Given the nature of our assay, we were able to only study tumor growth. In the brain, however, there exists a balance of growth and tumor invasion. Hence, it is possible that the pHe-dependent growth observed in the present study mediates an important switch between the growth and invasion phases of the tumor: tumor growth is favored by alkaline pHe, as observed, whereas tumor invasion may be aided by acidic pHe. Recent studies have highlighted the idea of “acid-mediated invasion” of solid tumors, with the most acidic tumor edge being the most predisposed to invasion (6). In our study, we sought to isolate the role of proton concentration in the tumor cell cycle independent of its role in tumor invasion. Future studies should replicate our findings in an environment where growth and invasion are amendable to study, for example, growth in cultured tissue slices.

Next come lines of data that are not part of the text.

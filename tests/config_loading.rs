//! Layered configuration: defaults, TOML file, environment.

use mcu_panel::config::{ConfigError, PanelConfig};
use serial_test::serial;
use std::fs;
use std::time::Duration;
use tempfile::TempDir;

fn write_config(contents: &str) -> (TempDir, std::path::PathBuf) {
    let dir = tempfile::tempdir().unwrap();
    let path = dir.path().join("mcu-panel.toml");
    fs::write(&path, contents).unwrap();
    (dir, path)
}

#[test]
#[serial]
fn test_missing_file_uses_defaults() {
    let dir = tempfile::tempdir().unwrap();
    let config = PanelConfig::load_from(dir.path().join("absent.toml")).unwrap();
    assert_eq!(config, PanelConfig::default());
}

#[test]
#[serial]
fn test_file_overrides_defaults() {
    let (_dir, path) = write_config(
        r#"
[serial]
port = "/dev/ttyACM0"
baud_rate = 115200
read_timeout_ms = 40

[timeouts]
command_ms = 20000
"#,
    );

    let config = PanelConfig::load_from(&path).unwrap();
    assert_eq!(config.serial.port, "/dev/ttyACM0");
    assert_eq!(config.serial.baud_rate, 115_200);
    assert_eq!(config.read_timeout(), Duration::from_millis(40));
    assert_eq!(config.command_timeout(), Duration::from_secs(20));
    // Unset keys keep their defaults.
    assert_eq!(config.startup_timeout(), Duration::from_secs(5));
    assert_eq!(config.logging.level, "info");
}

#[test]
#[serial]
fn test_environment_overrides_file() {
    let (_dir, path) = write_config(
        r#"
[serial]
port = "COM3"
"#,
    );

    std::env::set_var("MCU_PANEL_SERIAL__PORT", "COM7");
    std::env::set_var("MCU_PANEL_LOGGING__LEVEL", "debug");
    let result = PanelConfig::load_from(&path);
    std::env::remove_var("MCU_PANEL_SERIAL__PORT");
    std::env::remove_var("MCU_PANEL_LOGGING__LEVEL");

    let config = result.unwrap();
    assert_eq!(config.serial.port, "COM7");
    assert_eq!(config.logging.level, "debug");
}

#[test]
#[serial]
fn test_invalid_values_rejected() {
    let (_dir, path) = write_config(
        r#"
[timeouts]
poll_interval_ms = 5000
"#,
    );

    match PanelConfig::load_from(&path) {
        Err(ConfigError::ValidationError(msg)) => assert!(msg.contains("poll_interval_ms")),
        other => panic!("expected validation error, got {other:?}"),
    }
}

#[test]
#[serial]
fn test_malformed_toml_is_load_error() {
    let (_dir, path) = write_config("[serial\nport = ");
    assert!(matches!(
        PanelConfig::load_from(&path),
        Err(ConfigError::LoadError(_))
    ));
}
//! Port adapters
//!
//! A [`PortHandle`] owns one serial port: it opens and closes it, writes raw bytes and
//! delivers received bytes to a single registered listener on an adapter-owned I/O
//! thread. The session layer only talks to this trait, so the same engine runs against
//! real hardware ([`SerialAdapter`]) and the simulated device used by tests and the
//! `--simulate` CLI flag ([`MockAdapter`]).

pub mod mock;
#[cfg(feature = "instrument_serial")]
pub mod serial_adapter;

pub use mock::{MockAdapter, MockDevice};
#[cfg(feature = "instrument_serial")]
pub use serial_adapter::SerialAdapter;

/// Callback invoked with each chunk of received bytes.
///
/// Runs on the adapter's I/O thread and must only do quick in-memory work.
pub type ByteListener = Box<dyn FnMut(&[u8]) + Send + 'static>;

/// A single serial port owned by one session.
pub trait PortHandle: Send + Sync {
    /// Name the port was resolved from (e.g. "/dev/ttyACM0", "COM5").
    fn port_name(&self) -> &str;

    /// Configured baud rate (8 data bits, 1 stop bit, no parity).
    fn baud_rate(&self) -> u32;

    /// Register the byte-arrival listener, replacing any previous one.
    fn set_listener(&self, listener: ByteListener);

    /// Open the port. Returns false if the underlying open call fails.
    fn open(&self) -> bool;

    /// Close the port. Idempotent.
    fn close(&self) -> bool;

    /// Live connectivity: false once the device has gone away, even if `open` succeeded.
    fn is_connected(&self) -> bool;

    /// Write raw bytes. False if not connected or the transport rejects the write.
    fn write(&self, bytes: &[u8]) -> bool;

    /// Open when `enabled`, close otherwise.
    fn set_enabled(&self, enabled: bool) -> bool {
        if enabled {
            self.open()
        } else {
            self.close()
        }
    }
}

/// Names of the serial ports the OS currently reports.
#[cfg(feature = "instrument_serial")]
pub fn available_ports() -> Vec<String> {
    match serialport::available_ports() {
        Ok(ports) => ports.into_iter().map(|p| p.port_name).collect(),
        Err(e) => {
            tracing::warn!(error = %e, "failed to enumerate serial ports");
            Vec::new()
        }
    }
}

/// Names of the serial ports the OS currently reports.
#[cfg(not(feature = "instrument_serial"))]
pub fn available_ports() -> Vec<String> {
    Vec::new()
}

Despite some of the limitations pointed out above, our findings suggest that gliomas possess an environmental sensor for pH and adjust their growth rate accordingly in a feedback manner. In light of this, it may be possible to disrupt this sensor, as we have done using quinine, and this, in turn, may be sufficient to disrupt tumor growth in vivo. Finally, while our studies were done in gliomas, it is possible that other solid tumors behave in the same way and that the pHe-dependent growth gradient observed in the present study may apply more broadly to other systemic cancers.
GRANTS
This research was funded by National Institutes of Health Grants R01 NS-031234 and R01 NS-036692 (to H. Sontheimer), P30 NS-047466 (to the UAB Neuroscience Molecular Detection Core), and 5P30 AR-048311 and 3P30 AI-027767-22S1 (to the UAB Comprehensive Flow Cytometry Core).
DISCLOSURES
No conflicts of interest, financial or otherwise, are declared by the authors.
AUTHOR CONTRIBUTIONS
A.H. and H.S. are responsible for conception and design of the research; A.H. and K.A.S. performed the experiments; A.H. and K.A.S. analyzed the data; A.H., K.A.S., and H.S. interpreted the results of the experiments; A.H. prepared the figures; A.H. drafted the manuscript; A.H. and H.S. edited and revised the manuscript; A.H., K.A.S., and H.S. approved the final version of the manuscript.
ACKNOWLEDGMENTS
We thank the University of Alabama at Birmingham (UAB) Neuroscience Molecular Detection Core, namely, Terry L. Lewis, Gretta Jordan, and Jamie McNaught, for help with spheroid paraffin embedding and sectioning. We also thank the UAB Comprehensive Flow Cytometry Core and Enid Keyser for help with cell cycle analysis.